Oregon Fisheries Update January 8th – January 14th, 2016

Willamette Valley Fishing Report – with water temperatures in the upper 30s in the lower Willamette, catch and release sturgeon fishing remains a good option as those fish aren’t bothered by chilly water. take at least a couple of different baits to ensure you give them something they’ll like.

Waters of the McKenzie River have been on a continual drop for over a week, putting the river in decent condition for winter fly fishing/ Anglers may expect fair results here.

The Santiam River system has dropped to fishing levels. Unfortunately, it still lacks fish.

Having dropped into decent level and flow, the Clackamas River is forecast to remain stable for the next few days. It is a good bet now for winter steelhead.

For those who don’t mind chilly air temperatures, the Sandy River, which has been on a smooth, lazy drop for two weeks, is coming into its own. Just keep an eye on wind forecasts because when the gorge winds kick up, it can be brutal here but a good chance of winter steel is the reward.

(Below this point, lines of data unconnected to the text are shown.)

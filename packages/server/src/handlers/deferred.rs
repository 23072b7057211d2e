use axum::Json;
use axum::extract::{Path, State};
use common::Permission;
use tracing::{info, instrument};

use crate::deferred::{DeferredUploadService, RetryResult};
use crate::entity::deferred_upload;
use crate::error::{AppError, ErrorBody};
use crate::extractors::auth::AuthUser;
use crate::models::deferred::DeferredUploadResponse;
use crate::sharing::SharingService;
use crate::state::AppState;

/// Load a deferred upload and check the caller's permission in its group.
///
/// Callers outside the group get the same 404 as for a missing row.
async fn load_for_member(
    state: &AppState,
    auth_user: &AuthUser,
    id: i32,
    permission: Permission,
) -> Result<deferred_upload::Model, AppError> {
    let not_found = || AppError::NotFound(format!("Deferred upload {id} not found"));

    let row = DeferredUploadService::new(&state.db)
        .get(id)
        .await?
        .ok_or_else(not_found)?;

    let membership = SharingService::new(&state.db)
        .membership(row.sharing_group_uuid, auth_user.user.id)
        .await?
        .ok_or_else(not_found)?;
    if !membership.permission.has_minimum(permission) {
        return Err(AppError::PermissionDenied);
    }

    Ok(row)
}

#[utoipa::path(
    get,
    path = "/{id}",
    tag = "Deferred Uploads",
    operation_id = "getDeferredUpload",
    summary = "Get the status of a deferred upload",
    description = "Clients poll this after a commit that returned a `deferred_upload_id`. Requires `read` permission in the upload's group.",
    params(("id" = i32, Path, description = "Deferred upload ID")),
    responses(
        (status = 200, description = "Deferred upload status", body = DeferredUploadResponse),
        (status = 401, description = "Unauthorized (TOKEN_MISSING, TOKEN_INVALID)", body = ErrorBody),
        (status = 403, description = "Forbidden (PERMISSION_DENIED)", body = ErrorBody),
        (status = 404, description = "Deferred upload not found (NOT_FOUND)", body = ErrorBody),
    ),
    security(("jwt" = [])),
)]
#[instrument(skip(state, auth_user), fields(user_id = auth_user.user.id))]
pub async fn get_deferred_upload(
    auth_user: AuthUser,
    State(state): State<AppState>,
    Path(id): Path<i32>,
) -> Result<Json<DeferredUploadResponse>, AppError> {
    let row = load_for_member(&state, &auth_user, id, Permission::Read).await?;
    Ok(Json(row.into()))
}

#[utoipa::path(
    post,
    path = "/{id}/retry",
    tag = "Deferred Uploads",
    operation_id = "retryDeferredUpload",
    summary = "Retry a failed deferred upload",
    description = "Puts a deferred upload in the `error` state back to pending with a fresh attempt budget and wakes the reconciliation worker. Requires `write` permission in the upload's group.",
    params(("id" = i32, Path, description = "Deferred upload ID")),
    responses(
        (status = 200, description = "Deferred upload queued again", body = DeferredUploadResponse),
        (status = 401, description = "Unauthorized (TOKEN_MISSING, TOKEN_INVALID)", body = ErrorBody),
        (status = 403, description = "Forbidden (PERMISSION_DENIED)", body = ErrorBody),
        (status = 404, description = "Deferred upload not found (NOT_FOUND)", body = ErrorBody),
        (status = 409, description = "Deferred upload has not failed (CONFLICT)", body = ErrorBody),
    ),
    security(("jwt" = [])),
)]
#[instrument(skip(state, auth_user), fields(user_id = auth_user.user.id))]
pub async fn retry_deferred_upload(
    auth_user: AuthUser,
    State(state): State<AppState>,
    Path(id): Path<i32>,
) -> Result<Json<DeferredUploadResponse>, AppError> {
    load_for_member(&state, &auth_user, id, Permission::Write).await?;

    let service = DeferredUploadService::new(&state.db);
    match service.retry(id).await? {
        RetryResult::Retried => {}
        RetryResult::NotFound => {
            return Err(AppError::NotFound(format!("Deferred upload {id} not found")));
        }
        RetryResult::NotFailed => {
            return Err(AppError::Conflict(format!(
                "Deferred upload {id} is not in the error state"
            )));
        }
    }

    info!(deferred_upload = id, "Deferred upload queued for retry");
    state.worker.notify();

    let row = service
        .get(id)
        .await?
        .ok_or_else(|| AppError::NotFound(format!("Deferred upload {id} not found")))?;
    Ok(Json(row.into()))
}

The 2016 regulations have no size or bag limits on bass. when Idaho altered their regulations in a similar fashion, it made little difference as bass anglers practiced catch and release regardless.

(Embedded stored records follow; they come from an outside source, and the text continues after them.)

//! The commit protocol: applying a device's staged batch to the file index.
//!
//! A commit holds the sharing group lock for its whole duration and runs in
//! one transaction. The master version moves exactly once per commit, and
//! only when every operation of the batch applies.

use std::collections::BTreeSet;

use chrono::{Duration, Utc};
use common::{Permission, UploadState};
use sea_orm::{ConnectionTrait, Set, TransactionSession, TransactionTrait};
use serde::Serialize;
use tracing::{debug, error, info, instrument, warn};
use uuid::Uuid;

use super::staging::StagingStore;
use crate::deferred::{DeferredUploadService, WorkerHandle};
use crate::entity::{file_index, upload, user};
use crate::error::SyncError;
use crate::file_index::{FileIndexKey, FileIndexStore, FileIndexUpdate};
use crate::lock::{LockManager, new_holder, sharing_group_lock_name};
use crate::master_version::MasterVersionStore;
use crate::sharing::{SharingService, effective_owning_user_id};

#[derive(Debug, Clone, Copy)]
pub struct CommitRequest {
    pub sharing_group_uuid: Uuid,
    pub device_uuid: Uuid,
    /// Master version the device last observed.
    pub master_version: i64,
}

#[derive(Debug, Clone, PartialEq, Eq, Serialize)]
pub struct CommitSummary {
    /// Master version after the commit.
    pub master_version: i64,
    /// Set when content changes were queued for the reconciliation worker.
    pub deferred_upload_id: Option<i32>,
    pub number_committed: usize,
}

#[derive(Debug, Clone, PartialEq, Eq)]
pub enum CommitOutcome {
    Committed(CommitSummary),
    /// The group moved on. The device has to refetch the index and retry.
    MasterVersionUpdate(i64),
}

pub struct CommitService<'a, C: ConnectionTrait + TransactionTrait> {
    conn: &'a C,
    lock_expiry: Duration,
    worker: Option<&'a WorkerHandle>,
}

impl<'a, C: ConnectionTrait + TransactionTrait> CommitService<'a, C> {
    pub fn new(conn: &'a C, lock_expiry: Duration) -> Self {
        Self {
            conn,
            lock_expiry,
            worker: None,
        }
    }

    /// Signal `worker` whenever a commit queues a deferred upload.
    pub fn with_worker(mut self, worker: &'a WorkerHandle) -> Self {
        self.worker = Some(worker);
        self
    }

    /// Commit the device's staged batch.
    ///
    /// Returns `SyncError::Busy` without waiting when another commit to the
    /// same group holds the lock.
    #[instrument(skip(self, committer), fields(user_id = committer.id, sharing_group = %request.sharing_group_uuid))]
    pub async fn commit(&self, committer: &user::Model, request: CommitRequest) -> Result<CommitOutcome, SyncError> {
        let lock_name = sharing_group_lock_name(request.sharing_group_uuid);
        let holder = new_holder(&request.device_uuid.to_string());
        let locks = LockManager::new(self.conn);

        if !locks.acquire(&lock_name, &holder, self.lock_expiry).await? {
            debug!(lock = %lock_name, "Commit lock busy");
            return Err(SyncError::Busy(format!(
                "Sharing group {} is being committed to",
                request.sharing_group_uuid
            )));
        }

        let result = self.commit_locked(committer, request).await;

        match locks.release_if_held(&lock_name, &holder).await {
            Ok(true) => {}
            Ok(false) => warn!(lock = %lock_name, "Commit lock expired before release"),
            Err(e) => warn!(lock = %lock_name, error = %e, "Failed to release commit lock"),
        }

        if let Ok(CommitOutcome::Committed(CommitSummary {
            deferred_upload_id: Some(id),
            ..
        })) = &result
            && let Some(worker) = self.worker
        {
            debug!(deferred_upload_id = id, "Notifying reconciliation worker");
            worker.notify();
        }

        result
    }

    async fn commit_locked(&self, committer: &user::Model, request: CommitRequest) -> Result<CommitOutcome, SyncError> {
        let txn = self.conn.begin().await?;

        let membership = SharingService::new(&txn)
            .require_permission(request.sharing_group_uuid, committer.id, Permission::Write)
            .await?;

        let versions = MasterVersionStore::new(&txn);
        let current = versions
            .current_for_update(request.sharing_group_uuid)
            .await?
            .ok_or_else(|| {
                SyncError::InvariantViolation(format!(
                    "Sharing group {} has no master version",
                    request.sharing_group_uuid
                ))
            })?;

        if current != request.master_version {
            txn.rollback().await?;
            info!(
                current,
                believed = request.master_version,
                "Master version moved; device must resynchronise"
            );
            return Ok(CommitOutcome::MasterVersionUpdate(current));
        }

        let batch = StagingStore::new(&txn)
            .select_batch(request.device_uuid, request.sharing_group_uuid)
            .await?;
        validate_batch(committer.id, &batch)?;

        let owning_user_id = effective_owning_user_id(committer, &membership)?;
        let index = FileIndexStore::new(&txn);
        let mut deferred_rows = Vec::new();
        let mut deferred_group = None;
        let mut applied_rows = Vec::new();

        for row in &batch {
            let entry = apply_upload(&index, row, owning_user_id).await?;
            match row.state {
                UploadState::VNUploadFileChange | UploadState::DeleteSingleFile => {
                    deferred_rows.push(row.id);
                    deferred_group = deferred_group.or(entry.file_group_uuid);
                }
                _ => applied_rows.push(row.id),
            }
        }

        let deferred_upload_id = if deferred_rows.is_empty() {
            None
        } else {
            let deferred = DeferredUploadService::new(&txn);
            let created = deferred
                .create(committer.id, request.sharing_group_uuid, deferred_group)
                .await?;
            deferred.link_uploads(created.id, deferred_rows).await?;
            Some(created.id)
        };

        if !versions.advance(request.sharing_group_uuid, current).await? {
            error!(
                current,
                "Master version changed while the commit lock was held"
            );
            txn.rollback().await?;
            return Err(SyncError::InvariantViolation(format!(
                "Could not advance master version of {} from {current}",
                request.sharing_group_uuid
            )));
        }

        StagingStore::new(&txn).delete(applied_rows).await?;

        txn.commit().await?;

        let summary = CommitSummary {
            master_version: current + 1,
            deferred_upload_id,
            number_committed: batch.len(),
        };
        info!(
            master_version = summary.master_version,
            number_committed = summary.number_committed,
            deferred_upload_id = ?summary.deferred_upload_id,
            "Batch committed"
        );
        Ok(CommitOutcome::Committed(summary))
    }
}

/// A batch is committable when it belongs to the committer, is complete
/// and consistent about its size and file group.
fn validate_batch(user_id: i32, batch: &[upload::Model]) -> Result<(), SyncError> {
    let Some(first) = batch.first() else {
        return Err(SyncError::Validation("No uploads staged for this device".into()));
    };

    if batch.iter().any(|row| row.user_id != user_id) {
        return Err(SyncError::Validation(
            "Staged uploads of this device belong to another user".into(),
        ));
    }

    let count = first.upload_count;
    if batch.iter().any(|row| row.upload_count != count) {
        return Err(SyncError::Validation(
            "Staged uploads disagree on upload_count".into(),
        ));
    }
    if batch
        .iter()
        .any(|row| row.file_group_uuid != first.file_group_uuid)
    {
        return Err(SyncError::Validation(
            "Staged uploads disagree on file_group_uuid".into(),
        ));
    }

    let indexes: BTreeSet<i32> = batch.iter().map(|row| row.upload_index).collect();
    let expected: BTreeSet<i32> = (1..=count).collect();
    if indexes != expected || batch.len() != count as usize {
        return Err(SyncError::Validation(format!(
            "Incomplete batch: {} of {count} uploads staged",
            indexes.len()
        )));
    }

    Ok(())
}

/// Apply one staged operation to the index, returning the entry it was
/// applied to as it was before the operation.
async fn apply_upload(
    index: &FileIndexStore<'_, impl ConnectionTrait>,
    row: &upload::Model,
    owning_user_id: i32,
) -> Result<file_index::Model, SyncError> {
    let existing = index
        .find(FileIndexKey::File {
            sharing_group_uuid: row.sharing_group_uuid,
            file_uuid: row.file_uuid,
        })
        .await?;
    let now = Utc::now();

    match row.state {
        UploadState::V0UploadCompleteFile => {
            if existing.is_some() {
                return Err(SyncError::FileVersionConflict(format!(
                    "File {} already exists",
                    row.file_uuid
                )));
            }
            let inserted = index
                .insert(file_index::ActiveModel {
                    file_uuid: Set(row.file_uuid),
                    sharing_group_uuid: Set(row.sharing_group_uuid),
                    device_uuid: Set(row.device_uuid),
                    owning_user_id: Set(owning_user_id),
                    file_version: Set(1),
                    deleted: Set(false),
                    checksum: Set(row.checksum.clone()),
                    mime_type: Set(row.mime_type.clone()),
                    app_meta_data: Set(row.app_meta_data.clone()),
                    file_group_uuid: Set(row.file_group_uuid),
                    object_type: Set(row.object_type.clone()),
                    change_resolver_name: Set(row.change_resolver_name.clone()),
                    creation_date: Set(now),
                    update_date: Set(now),
                    ..Default::default()
                })
                .await?;
            Ok(inserted)
        }
        UploadState::VNUploadFileChange => {
            let existing = live_version(existing, row)?;
            if existing.change_resolver_name.is_none() {
                return Err(SyncError::Validation(format!(
                    "File {} has no change resolver",
                    row.file_uuid
                )));
            }
            if row.upload_contents.is_none() {
                return Err(SyncError::Validation(format!(
                    "Change to file {} has no contents",
                    row.file_uuid
                )));
            }

            let mut updates = vec![
                FileIndexUpdate::FileVersion(row.file_version + 1),
                FileIndexUpdate::Checksum(None),
                FileIndexUpdate::UpdateDate(now),
            ];
            if row.app_meta_data.is_some() {
                updates.push(FileIndexUpdate::AppMetaData(row.app_meta_data.clone()));
            }
            update_expecting(index, &existing, row, &updates).await?;
            Ok(existing)
        }
        UploadState::DeleteSingleFile => {
            let existing = live_version(existing, row)?;
            let updates = [
                FileIndexUpdate::Deleted(true),
                FileIndexUpdate::FileVersion(row.file_version + 1),
                FileIndexUpdate::UpdateDate(now),
            ];
            update_expecting(index, &existing, row, &updates).await?;
            Ok(existing)
        }
        UploadState::Uploaded => Err(SyncError::Validation(format!(
            "Upload {} is in state {} and cannot be committed",
            row.id, row.state
        ))),
    }
}

/// The index row a change or deletion applies to, at the version the
/// device observed.
fn live_version(
    existing: Option<file_index::Model>,
    row: &upload::Model,
) -> Result<file_index::Model, SyncError> {
    let existing = existing.ok_or_else(|| {
        SyncError::Validation(format!("File {} does not exist", row.file_uuid))
    })?;
    if existing.deleted {
        return Err(SyncError::FileVersionConflict(format!(
            "File {} was deleted",
            row.file_uuid
        )));
    }
    if existing.file_version != row.file_version {
        return Err(SyncError::FileVersionConflict(format!(
            "File {} is at version {}, upload is based on {}",
            row.file_uuid, existing.file_version, row.file_version
        )));
    }
    // Reconciliation locks by file group, so it has to be the file's own.
    if existing.file_group_uuid != row.file_group_uuid {
        return Err(SyncError::Validation(format!(
            "File {} does not belong to file group {:?}",
            row.file_uuid, row.file_group_uuid
        )));
    }
    Ok(existing)
}

async fn update_expecting(
    index: &FileIndexStore<'_, impl ConnectionTrait>,
    existing: &file_index::Model,
    row: &upload::Model,
    updates: &[FileIndexUpdate],
) -> Result<(), SyncError> {
    if !index
        .update_fields(existing.id, Some(row.file_version), updates)
        .await?
    {
        return Err(SyncError::FileVersionConflict(format!(
            "File {} changed during commit",
            row.file_uuid
        )));
    }
    Ok(())
}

North Coast Fishing Report – Steelheading on the north Oregon coast remains quite impressive despite earlier thoughts that it would be a tough year. Low flows on smaller streams continue to restrict access for driftboats but bank anglers have good opportunity, especially since the weather is warming up. Larger systems such as the Wilson are producing consistent action for plug-pullers and those versed in low water techniques.

The Trask, Nestucca and now the Nehalem are all low water options as well and should produce a mix of a few hatchery fish and fair numbers of wild steelhead as well. These systems will produce even better results as we get into mid-February.

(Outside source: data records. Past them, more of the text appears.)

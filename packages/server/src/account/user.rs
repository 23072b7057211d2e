use chrono::Utc;
use common::{AccountScheme, UserType};
use sea_orm::{ActiveModelTrait, ColumnTrait, ConnectionTrait, DbErr, EntityTrait, QueryFilter, Set, SqlErr};

use crate::entity::user;
use crate::error::SyncError;

/// Data needed to register an account.
#[derive(Debug, Clone)]
pub struct NewUser {
    pub username: String,
    pub account_scheme: AccountScheme,
    pub creds_id: String,
    pub creds: serde_json::Value,
    pub cloud_folder_name: Option<String>,
}

/// Ways to look up a single user.
#[derive(Debug, Clone, PartialEq, Eq)]
pub enum UserLookup {
    Id(i32),
    Creds {
        account_scheme: AccountScheme,
        creds_id: String,
    },
}

pub struct UserService<'a, C: ConnectionTrait> {
    conn: &'a C,
}

impl<'a, C: ConnectionTrait> UserService<'a, C> {
    pub fn new(conn: &'a C) -> Self {
        Self { conn }
    }

    pub async fn add_user(&self, new_user: NewUser) -> Result<user::Model, SyncError> {
        if new_user.username.trim().is_empty() {
            return Err(SyncError::Validation("Username cannot be empty".into()));
        }
        if new_user.creds_id.is_empty() {
            return Err(SyncError::Validation("Credentials id cannot be empty".into()));
        }
        match new_user.account_scheme.user_type() {
            UserType::Owning => {
                if new_user.account_scheme.requires_cloud_folder()
                    && new_user.cloud_folder_name.is_none()
                {
                    return Err(SyncError::Validation(format!(
                        "{} accounts need a cloud folder name",
                        new_user.account_scheme
                    )));
                }
            }
            UserType::Sharing => {
                if new_user.cloud_folder_name.is_some() {
                    return Err(SyncError::Validation(
                        "Sharing accounts cannot have a cloud folder".into(),
                    ));
                }
            }
        }

        let model = user::ActiveModel {
            username: Set(new_user.username.trim().to_string()),
            account_scheme: Set(new_user.account_scheme),
            creds_id: Set(new_user.creds_id),
            creds: Set(new_user.creds),
            cloud_folder_name: Set(new_user.cloud_folder_name),
            created_at: Set(Utc::now()),
            ..Default::default()
        };

        match model.insert(self.conn).await {
            Ok(user) => Ok(user),
            Err(e) if matches!(e.sql_err(), Some(SqlErr::UniqueConstraintViolation(_))) => Err(
                SyncError::Validation("An account with these credentials already exists".into()),
            ),
            Err(e) => Err(e.into()),
        }
    }

    pub async fn lookup(&self, key: UserLookup) -> Result<Option<user::Model>, DbErr> {
        match key {
            UserLookup::Id(id) => user::Entity::find_by_id(id).one(self.conn).await,
            UserLookup::Creds {
                account_scheme,
                creds_id,
            } => {
                user::Entity::find()
                    .filter(user::Column::AccountScheme.eq(account_scheme))
                    .filter(user::Column::CredsId.eq(creds_id))
                    .one(self.conn)
                    .await
            }
        }
    }

    pub async fn find_by_id(&self, id: i32) -> Result<Option<user::Model>, DbErr> {
        self.lookup(UserLookup::Id(id)).await
    }

    pub async fn find_by_creds(
        &self,
        account_scheme: AccountScheme,
        creds_id: &str,
    ) -> Result<Option<user::Model>, DbErr> {
        self.lookup(UserLookup::Creds {
            account_scheme,
            creds_id: creds_id.to_string(),
        })
        .await
    }
}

The ocean remains too rough for recreational fishing but the commercial fleet finally got after the Dungeness crab and scored good results. Bottomfishing will be great when the ocean tames but no sign of that in the very near future.

Minus tides will compromise success in estuaries for crabbing this weekend but if the surf calms down, razor clam diggers will have an opportunity to dig the bi-valves that haven’t been disturbed for quite some time. The surf doesn’t look too conducive for success however and the productive times will be after sunset.

Central & South Coast Reports – Ocean and bay crabbing is open now for recreational enthusiasts with commercial crabbers working offshore waters since January 4th.

Boaters getting out early before ocean breezes become hazardous are doing well for bottom fish on jigs. Keep an eye on swell forecasts if you try this.

While winter steelheading has attracted anglers to the Alsea, drift boaters are urged to scout the river as the last storms created new hazards.
The Umpqua is a popular and promising destination for winter steelheaders. While water here will be dropping and clearing through Saturday, it’s forecast to rise on Sunday and will probably muddy up when this occurs.

Some of the best crabbing available on the south coast = has been taking place in the lower half of Coos Bay near Charleston.

Now that bait may be used river-wide, steelheaders are scoring on the lower Rogue River with regularity by drifting roe although plug-puller are hooking their share. Winter steelhead are now well into the Grants Pass stretch and providing action there while the upper river is producing a mix of summers and winter fish.

January is the month where Chetco anglers are allowed to keep one wild steelhead a day over 24-inches long, with a maximum of 5 fish a year.

Washington Fishing Reports – The Cowlitz River is producing mediocre results for winter steelhead with the bulk of the run more likely to arrive in the coming weeks. Anglers are more looking forward to the 2016 spring Chinook run, which is supposed to be a whopper of a return. Still no sign of smelt.

Anglers on the Coweeman reported in with a wild steelhead for every other rod of effort. The Kalama saw some effort this week too with a fish taken for every 10 rods on this river.

The East Fork of the Lewis remains quiet with only a few steelhead reported this week.

Central & Eastern – It’ll be best to target redsides on the Deschutes now. While there are still summer steelhead in the river, they’ll be spawning soon and are well past their prime.

As of January 1, 2016, the Fall river open below the falls which provides a great deal of additional water for anglers to target.

There was actually a kokanee troller fishing Detroit Lake on the 2nd of January. No fish caught but stated there were a good number marked on his depth finder. Gotta admire his optimism and dedication to the sport.